WOODY DOUBLES PODIUM TALLY IN RECORD-BREAKING SATURDAY

WOODY DOUBLES PODIUM TALLY IN RECORD-BREAKING SATURDAY

Ryan Wood is up to ninth in the championship standings after standing on the youngest podium in Supercars history at the Ipswich Super 440.

Woody, 21 years old, joined 20-year-old Kai Allen in second and 22-year-old winner Broc Feeney to form the youthful top three in the weekend’s opening race. The 20-something trio’s average age was calculated at 20 years and 216 days, eclipsing the record set less than two months ago in Darwin. His place on that history-making podium was set up by another showing of impressive single-lap speed, with his Walkinshaw Andretti United Mustang rolling out strongly for the weekend’s first two grid-setting sessions.

Ryan qualified third in the dry and a sensational second in the wet as one of only three drivers to get in a semi-representative lap as the heavens opened to suddenly soak the circuit. Both results were put to good use around the reinstated Queensland Raceway, where passing proved difficult all weekend. Woody held third place off the line for the track’s first Supercars race since 2019, but what looked like a nailed-on third-place trophy came under threat late from Will Brown, who had pitted for four fresh tyres to speedily close in on the Mobil 1 Truck Assist entry’s rear bumper. Brown was trailing by only half a second with three laps remaining, but the battle ended in an anticlimax when a safety car was called to recover the beached David Reynolds, securing Wood the trophy.

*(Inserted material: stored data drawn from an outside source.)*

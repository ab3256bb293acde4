//! Error taxonomy shared by every handler, provider and reply.
//!
//! Handlers report precondition failures synchronously through
//! `Result<_, ErrorCode>` and runtime failures through the same sink that
//! carries successful fixes. Success is `Ok(..)` and is encoded as
//! [`ErrorCode::NONE`] on the IPC boundary.

use std::fmt;
use std::str::FromStr;

use thiserror::Error;

/// Closed set of failure codes reported to callers.
#[derive(Debug, Clone, Copy, PartialEq, Eq, Hash, Error)]
pub enum ErrorCode {
    /// The operation exists but this provider does not implement it.
    #[error("Operation not implemented")]
    NotImplemented,

    /// The platform or remote peer did not answer in time.
    #[error("Request timed out")]
    Timeout,

    /// A network round-trip failed.
    #[error("Network error")]
    NetworkError,

    /// The operation has no meaning for this kind of handler.
    #[error("Operation not applicable to this handler")]
    NotApplicableToThisHandler,

    /// The position source (plugin, sub-handler, provider) is absent.
    #[error("Position source not available")]
    NotAvailable,

    /// A request parameter was missing or malformed.
    #[error("Wrong parameter")]
    WrongParameter,

    /// The same kind of request is already in flight.
    #[error("Duplicate request")]
    DuplicateRequest,

    /// The handler cannot stop while requests are in flight.
    #[error("Request in progress")]
    RequestInProgress,

    /// The handler has not been started.
    #[error("Handler not started")]
    NotStarted,

    /// The web-service license key is missing or rejected.
    #[error("License key invalid")]
    LicenseKeyInvalid,

    /// The transport that should carry the request is inactive.
    #[error("Transport inactive")]
    Multithread,
}

impl ErrorCode {
    /// Code sent on the wire for a successful operation.
    pub const NONE: i32 = 0;

    /// Every variant in numeric order.
    pub const ALL: [ErrorCode; 11] = [
        ErrorCode::NotImplemented,
        ErrorCode::Timeout,
        ErrorCode::NetworkError,
        ErrorCode::NotApplicableToThisHandler,
        ErrorCode::NotAvailable,
        ErrorCode::WrongParameter,
        ErrorCode::DuplicateRequest,
        ErrorCode::RequestInProgress,
        ErrorCode::NotStarted,
        ErrorCode::LicenseKeyInvalid,
        ErrorCode::Multithread,
    ];

    /// Stable numeric code used in replies.
    pub fn code(self) -> i32 {
        match self {
            ErrorCode::NotImplemented => 1,
            ErrorCode::Timeout => 2,
            ErrorCode::NetworkError => 3,
            ErrorCode::NotApplicableToThisHandler => 4,
            ErrorCode::NotAvailable => 5,
            ErrorCode::WrongParameter => 6,
            ErrorCode::DuplicateRequest => 7,
            ErrorCode::RequestInProgress => 8,
            ErrorCode::NotStarted => 9,
            ErrorCode::LicenseKeyInvalid => 10,
            ErrorCode::Multithread => 11,
        }
    }

    /// Inverse of [`code`](Self::code). `NONE` and unknown values yield `None`.
    pub fn from_code(code: i32) -> Option<Self> {
        Self::ALL.into_iter().find(|e| e.code() == code)
    }

    /// Constant-style name, e.g. `DUPLICATE_REQUEST`.
    pub fn name(self) -> &'static str {
        match self {
            ErrorCode::NotImplemented => "NOT_IMPLEMENTED",
            ErrorCode::Timeout => "TIMEOUT",
            ErrorCode::NetworkError => "NETWORK_ERROR",
            ErrorCode::NotApplicableToThisHandler => "NOT_APPLICABLE_TO_THIS_HANDLER",
            ErrorCode::NotAvailable => "NOT_AVAILABLE",
            ErrorCode::WrongParameter => "WRONG_PARAMETER",
            ErrorCode::DuplicateRequest => "DUPLICATE_REQUEST",
            ErrorCode::RequestInProgress => "REQUEST_IN_PROGRESS",
            ErrorCode::NotStarted => "NOT_STARTED",
            ErrorCode::LicenseKeyInvalid => "LICENSE_KEY_INVALID",
            ErrorCode::Multithread => "MULTITHREAD",
        }
    }

    /// Human-readable text used for `errorText` in replies.
    pub fn text(self) -> String {
        self.to_string()
    }
}

/// Error returned when parsing an unknown error-code name.
#[derive(Debug, Clone, PartialEq, Eq)]
pub struct UnknownErrorCode(pub String);

impl fmt::Display for UnknownErrorCode {
    fn fmt(&self, f: &mut fmt::Formatter<'_>) -> fmt::Result {
        write!(f, "unknown error code '{}'", self.0)
    }
}

impl std::error::Error for UnknownErrorCode {}

impl FromStr for ErrorCode {
    type Err = UnknownErrorCode;

    fn from_str(s: &str) -> Result<Self, Self::Err> {
        Self::ALL
            .into_iter()
            .find(|e| e.name().eq_ignore_ascii_case(s))
            .ok_or_else(|| UnknownErrorCode(s.to_string()))
    }
}

/// Encode a handler result as the numeric code carried in replies.
pub fn result_code<T>(result: &Result<T, ErrorCode>) -> i32 {
    match result {
        Ok(_) => ErrorCode::NONE,
        Err(e) => e.code(),
    }
}

#[cfg(test)]
mod tests {
    use super::*;
    use std::collections::HashSet;

    #[test]
    fn test_codes_are_stable() {
        assert_eq!(ErrorCode::NotImplemented.code(), 1);
        assert_eq!(ErrorCode::NotApplicableToThisHandler.code(), 4);
        assert_eq!(ErrorCode::DuplicateRequest.code(), 7);
        assert_eq!(ErrorCode::LicenseKeyInvalid.code(), 10);
        assert_eq!(ErrorCode::Multithread.code(), 11);
    }

    #[test]
    fn test_codes_are_unique_and_nonzero() {
        let codes: HashSet<i32> = ErrorCode::ALL.iter().map(|e| e.code()).collect();
        assert_eq!(codes.len(), ErrorCode::ALL.len());
        assert!(!codes.contains(&ErrorCode::NONE));
    }

    #[test]
    fn test_from_code() {
        assert_eq!(ErrorCode::from_code(5), Some(ErrorCode::NotAvailable));
        assert_eq!(ErrorCode::from_code(ErrorCode::NONE), None);
        assert_eq!(ErrorCode::from_code(99), None);
    }

    #[test]
    fn test_parse_name() {
        assert_eq!(
            "request_in_progress".parse::<ErrorCode>(),
            Ok(ErrorCode::RequestInProgress)
        );
        assert!("BOGUS".parse::<ErrorCode>().is_err());
    }

    #[test]
    fn test_result_code() {
        assert_eq!(result_code(&Ok::<(), ErrorCode>(())), 0);
        assert_eq!(result_code::<()>(&Err(ErrorCode::Timeout)), 2);
    }

    #[test]
    fn test_text_matches_display() {
        assert_eq!(ErrorCode::NotStarted.text(), "Handler not started");
    }
}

Woody dropped a place off the line at the beginning of the day’s late race, but more costly was the two places he dropped at the pit stops, dumping him behind Bryce Fullwood and Anton de Pasquale. He had enough pace to make up for it, however, and by lap 30 — just seven laps after his stop — he had made moves on both to restore himself to third for back-to-back podiums, doubling his career trophy tally in a single day.

Sunday started with promise of perpetuation for his good pace, with another shootout appearance converted into second on the grid, but the weekend’s feature race was less satisfying. A clean start ensured he held second, and he retained the place during the sudden early shower that briefly threatened to upend the race. But mid-distance safety car to rescue the stranded Cameron Crick shook up the order. Three drivers hadn’t yet made their pit stops and rocketed to the front, dropping Woody from second to fifth. The scramble for the podium turned into a brawl. Brown, having been thwarted for position on Saturday, barged past, and in Woody’s determination to take the position back he incurred a 15-second penalty for tipping the Camaro into a spin. He crossed the line seventh, but with the field still tight after the safety car, the penalty dropped him to 21st in the final classification. The sour ending to another strong weekend meant Woody left Ipswich with fewer points than anticipated, but his double podium was enough to move him up one place in the championship, to ninth, at the end of the inaugural Supercars Sprint Cup.

With two rounds to go before the finals, he’s inside the top 10 with a 34-point buffer to 11th. 

“We rolled out of the truck pretty strong. It felt like we really qualified well this weekend — a third, a second and then a second in the shootout, which was really cool. Qualifying speed was a real positive to take out of the weekend. 

“Saturday was awesome, with two podiums and third, and on Sunday we were having an awesome race but in the second stint we had an unexpected full course yellow, which then popped us back to fifth while we were running second.

“Then we got caught in a battle with Will Brown there after a little bump-and-run he made on me. Then I went in a bit hard at turn 3 and unfortunately rotated him. Sorry to his side of the garage and to Browny; it was just a mistake on my behalf, and hopefully we can move on from it and go from there.”